Upon taking office as the President of Uzbekistan, on December 14, 2016, Shavkat Mirziyoyev appointed A. Ikramov as Deputy Prime Minister - Minister of Health, as well as the head of the newly created Complex for Health, Ecology and Environmental Protection, Physical Culture and Sports.

Adkham Ikramov is also the head of the Fencing Federation of Uzbekistan (since September 19, 2016).

As Minister of Health, Adkham Ikramov worked closely with international organizations such as UNDP, World Bank, Asian Development Bank, UN offices and funds (WHO, UNICEF, UNFPA, UNAIDS) and other international governmental and non-governmental organizations within the framework of an open dialogue to coordinate activities within the framework of priority programs of the government of the Republic of Uzbekistan. Adkham Ikramov was a member of the WHO Executive Board from the Republic of Uzbekistan from 2011 to 2012. As the Head of the delegation, he represented the Republic of Uzbekistan at the Olympic Games in Brazil in 2016, and was the chairman of the Fencing Federation of Uzbekistan. In 2012 – 2016 participated as the head of the delegation of the Republic of Uzbekistan at UNESCO sessions.

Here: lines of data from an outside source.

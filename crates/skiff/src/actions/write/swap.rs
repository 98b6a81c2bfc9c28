use crate::aa::Call;
use crate::account::AccountHandle;
use crate::actions::schema::{Args, DefaultValue, Field, FieldType, Schema};
use crate::actions::{Descriptor, ExtendedAction};
use crate::agentkit::Agentkit;
use crate::amount;
use crate::chains::evm::{erc20_approve_calldata, EvmChain};
use crate::config::VAULT_RELAYER;
use crate::errors::{ActionError, ActionOutput, ActionResult};
use crate::services::swap::{check_min_sell, sign_order, PlacementError, QuoteRequest};
use alloy::primitives::U256;
use async_trait::async_trait;
use serde_json::json;

static FIELDS: &[Field] = &[
    Field::required(
        "sell_token",
        FieldType::String,
        "ERC-20 contract address of the token to sell. Native assets must be wrapped first.",
    ),
    Field::required(
        "buy_token",
        FieldType::String,
        "ERC-20 contract address of the token to buy.",
    ),
    Field::required(
        "amount",
        FieldType::String,
        "Sell amount in UI units (e.g. \"25.5\").",
    ),
    Field::optional(
        "slippage_bps",
        FieldType::Integer,
        "Maximum slippage in basis points applied to the quoted buy amount.",
    )
    .with_default(DefaultValue::Int(50)),
];

static DESCRIPTOR: Descriptor = Descriptor {
    name: "swap_tokens",
    description: "Swap two ERC-20 tokens through the batch-auction order book. Approves the vault relayer when needed, then signs and places a sell order.",
    schema: Schema { fields: FIELDS },
    requires_account: true,
};

pub struct SwapTokens;

#[async_trait]
impl ExtendedAction for SwapTokens {
    fn descriptor(&self) -> &'static Descriptor {
        &DESCRIPTOR
    }

    async fn run(
        &self,
        kit: &Agentkit,
        account: Option<&AccountHandle<'_>>,
        args: &Args,
    ) -> ActionResult {
        let Some(account) = account else {
            return Err(ActionError::no_account(DESCRIPTOR.name));
        };

        let amount_ui = args.str("amount").unwrap_or_default();
        let sell_raw = args.str("sell_token").unwrap_or_default();
        let buy_raw = args.str("buy_token").unwrap_or_default();
        let slippage_bps = args.u64("slippage_bps").unwrap_or(50).min(5_000);

        // Cheapest checks first, all before any network traffic.
        if let Err(msg) = check_min_sell(amount_ui, sell_raw) {
            return Err(ActionError::new("below_minimum", msg));
        }
        let sell_token = match EvmChain::parse_address(sell_raw) {
            Ok(a) => a,
            Err(e) => {
                return Err(ActionError::new(
                    "invalid_arguments",
                    format!("invalid sell_token: {e:#}"),
                ))
            }
        };
        let buy_token = match EvmChain::parse_address(buy_raw) {
            Ok(a) => a,
            Err(e) => {
                return Err(ActionError::new(
                    "invalid_arguments",
                    format!("invalid buy_token: {e:#}"),
                ))
            }
        };

        // Off-chain orders are settled against an ECDSA signature, so the
        // owner key must exist locally. Server wallets cannot take part.
        let Some(signer) = account.owner_signer() else {
            return Err(ActionError::new(
                "unsupported_in_server_mode",
                "swap orders are signed off-chain with the owner key; server wallets cannot \
                 sign them. Use transfer_token, or switch to a locally configured signer.",
            ));
        };

        let owner = match account.address().await {
            Ok(a) => a,
            Err(e) => return Err(ActionError::upstream("failed to resolve account address", &e)),
        };

        let meta = match account.chain.get_erc20_metadata(sell_token).await {
            Ok(m) => m,
            Err(e) => return Err(ActionError::upstream("failed to read sell token", &e)),
        };
        let sell_base = match amount::parse_ui(amount_ui, u32::from(meta.decimals)) {
            Ok(v) => v,
            Err(e) => {
                return Err(ActionError::new(
                    "invalid_arguments",
                    format!("bad amount: {e:#}"),
                ))
            }
        };

        let quote = match kit
            .swap()
            .get_quote(&QuoteRequest {
                sell_token,
                buy_token,
                from: owner,
                sell_amount_before_fee: U256::from(sell_base),
            })
            .await
        {
            Ok(q) => q,
            Err(e) => return Err(ActionError::upstream("quote failed", &e)),
        };

        let buy_min = quote.buy_amount * U256::from(10_000 - slippage_bps) / U256::from(10_000_u64);

        // Approve the vault relayer first when the allowance is short. This
        // is a dependent step: the order is worthless until the relayer can
        // pull the sell token.
        let needed = quote.sell_amount + quote.fee_amount;
        let mut approved = false;
        let allowance = match account
            .chain
            .get_erc20_allowance(sell_token, owner, VAULT_RELAYER)
            .await
        {
            Ok(v) => v,
            Err(e) => return Err(ActionError::upstream("failed to read allowance", &e)),
        };
        if allowance < needed {
            let call = Call {
                to: sell_token,
                value: U256::ZERO,
                data: erc20_approve_calldata(VAULT_RELAYER, needed),
            };
            match account.submit(&[call], true).await {
                Ok(receipt) if receipt.confirmed => {
                    approved = true;
                }
                Ok(receipt) => {
                    return Err(ActionError::new(
                        "approval_failed",
                        format!(
                            "vault relayer approval reverted (reference {}); the swap was not placed",
                            receipt.reference
                        ),
                    ))
                }
                Err(e) => return Err(ActionError::upstream("vault relayer approval failed", &e)),
            }
        }

        let order = match sign_order(
            signer,
            account.chain.chain_id,
            owner,
            &quote,
            sell_token,
            buy_token,
            buy_min,
        ) {
            Ok(o) => o,
            Err(e) => return Err(ActionError::upstream("order signing failed", &e)),
        };

        let partial = |detail: String| {
            if approved {
                format!("Approval succeeded but the swap order was rejected: {detail}")
            } else {
                format!("swap order rejected: {detail}")
            }
        };

        match kit.swap().place_order(&order).await {
            Ok(uid) => Ok(ActionOutput::with_data(
                format!(
                    "Swap order placed: {uid}. Selling {amount_ui} {} for at least {} {buy_token} \
                     (fee {} base units). Track it with get_swap_order.",
                    meta.symbol,
                    buy_min,
                    quote.fee_amount,
                ),
                json!({ "uid": uid, "sell_amount": quote.sell_amount.to_string(), "buy_min": buy_min.to_string() }),
            )),
            Err(PlacementError::SignatureScheme { description }) => Err(ActionError::new(
                "signature_scheme_rejected",
                partial(format!(
                    "the order book recovered a signer different from the order owner \
                     ({description}). Smart-account signatures are not valid for off-chain \
                     orders; place the order from the owner EOA directly, or move funds with \
                     transfer_token and trade from an EOA."
                )),
            )),
            Err(PlacementError::Rejected { description }) => {
                Err(ActionError::new("order_rejected", partial(description)))
            }
            Err(PlacementError::Transport(e)) => Err(ActionError::new(
                "upstream_error",
                partial(format!("order book unreachable: {e:#}")),
            )),
        }
    }
}

#[cfg(test)]
mod tests {
    use super::*;

    #[test]
    fn schema_defaults_slippage() {
        let args = DESCRIPTOR.schema.validate(&json!({
            "sell_token": "0xa",
            "buy_token": "0xb",
            "amount": "1",
        }));
        assert!(args.is_ok(), "validation failed: {args:?}");
        if let Ok(a) = args {
            assert_eq!(a.u64("slippage_bps"), Some(50));
        }
    }
}
use std::time::Duration;

#[derive(Debug, Clone)]
pub struct BackoffConfig {
    /// Total attempts (first try included).
    pub attempts: usize,
    pub base_delay: Duration,
    pub max_delay: Duration,
    /// Random jitter (`0..=jitter_max_ms`) added to each backoff sleep.
    pub jitter_max_ms: u64,
}

impl Default for BackoffConfig {
    fn default() -> Self {
        Self {
            // Keep retries bounded so action calls stay responsive.
            attempts: 3,
            base_delay: Duration::from_millis(400),
            max_delay: Duration::from_secs(4),
            jitter_max_ms: 250,
        }
    }
}

fn backoff_delay(cfg: &BackoffConfig, attempt: usize) -> Duration {
    let shift = u32::try_from(attempt.min(16)).unwrap_or(16_u32);
    let pow2 = 1_u64.checked_shl(shift).unwrap_or(u64::MAX);
    let base_ms = u64::try_from(cfg.base_delay.as_millis()).unwrap_or(u64::MAX);
    let mut ms = base_ms.saturating_mul(pow2);
    let max_ms = u64::try_from(cfg.max_delay.as_millis()).unwrap_or(u64::MAX);
    if ms > max_ms {
        ms = max_ms;
    }
    let jitter = if cfg!(test) || cfg.jitter_max_ms == 0 {
        0
    } else {
        // Avoid holding a non-Send RNG across await points.
        rand::random::<u64>() % cfg.jitter_max_ms.saturating_add(1)
    };
    Duration::from_millis(ms.saturating_add(jitter))
}

/// Run `op` up to `cfg.attempts` times with exponential backoff between
/// failures. Only for idempotent reads; transaction submission must never
/// be wrapped in this.
pub async fn with_backoff<T, Fut>(
    cfg: &BackoffConfig,
    context_label: &'static str,
    mut op: impl FnMut() -> Fut + Send,
) -> eyre::Result<T>
where
    Fut: std::future::Future<Output = eyre::Result<T>> + Send,
{
    if cfg.attempts == 0 {
        eyre::bail!("invalid backoff config: attempts=0");
    }

    let mut last_err: Option<eyre::Report> = None;
    for attempt in 0..cfg.attempts {
        match op().await {
            Ok(v) => return Ok(v),
            Err(e) => {
                last_err = Some(e);
            }
        }
        if attempt + 1 < cfg.attempts {
            tokio::time::sleep(backoff_delay(cfg, attempt)).await;
        }
    }

    Err(last_err
        .unwrap_or_else(|| eyre::eyre!("unknown error"))
        .wrap_err(context_label))
}

#[cfg(test)]
mod tests {
    use super::*;
    use std::sync::{
        atomic::{AtomicUsize, Ordering},
        Arc,
    };

    #[tokio::test]
    async fn retries_until_attempts_exhausted() {
        let cfg = BackoffConfig {
            attempts: 3,
            base_delay: Duration::from_millis(0),
            max_delay: Duration::from_millis(0),
            jitter_max_ms: 0,
        };
        let calls = Arc::new(AtomicUsize::new(0));
        let calls2 = Arc::clone(&calls);

        let res: eyre::Result<()> = with_backoff(&cfg, "op", move || {
            let calls3 = Arc::clone(&calls2);
            async move {
                calls3.fetch_add(1, Ordering::SeqCst);
                eyre::bail!("fail")
            }
        })
        .await;

        assert!(res.is_err(), "expected error after exhausting attempts");
        assert_eq!(calls.load(Ordering::SeqCst), 3);
    }

    #[tokio::test]
    async fn returns_first_success() -> eyre::Result<()> {
        let cfg = BackoffConfig {
            attempts: 5,
            base_delay: Duration::from_millis(0),
            max_delay: Duration::from_millis(0),
            jitter_max_ms: 0,
        };
        let calls = Arc::new(AtomicUsize::new(0));
        let calls2 = Arc::clone(&calls);

        let out = with_backoff(&cfg, "op", move || {
            let calls3 = Arc::clone(&calls2);
            async move {
                let n = calls3.fetch_add(1, Ordering::SeqCst);
                if n == 1 {
                    Ok(42_i32)
                } else {
                    eyre::bail!("nope")
                }
            }
        })
        .await?;

        assert_eq!(out, 42_i32);
        assert_eq!(calls.load(Ordering::SeqCst), 2);
        Ok(())
    }
}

On February 18, 2022, he was appointed Minister of Sports Development of the Republic of Uzbekistan. On December 20, 2022, the President of Uzbekistan Shavkat Mirziyoyev announced a reduction in the number of ministries and departments in the country from 61 to 28. On December 28, 2022, the Ministry of Sports Development was transformed into the Ministry of Youth Sports Policy, by merging the Agency for Youth Affairs and the Ministry of Sports. On December 30, Ikramov was appointed to the post of minister. On January 20, 2024, the Ministry of youth policy and sport was transformed into the Ministry of Sport and Ikramov was appointed to the post of Minister. During the Paris 2024 Summer Olympic Games, he led the Uzbekistan delegation.

== Awards ==

- Order of Fidokorona Khizmatlari Uchun (2011) (Fidokorona xizmatlari uchun ordeni) (great contribution to the economic and cultural development of the country).
- Order of Labor Glory (2018) (Mehnat shuhrati ordeni) (outstanding labor merits that contribute to the rise of the economy and culture, the growth of the people's well-being, the preservation of peace and stability in Uzbekistan).
- Honored Health Worker of the Republic of Uzbekistan (2024).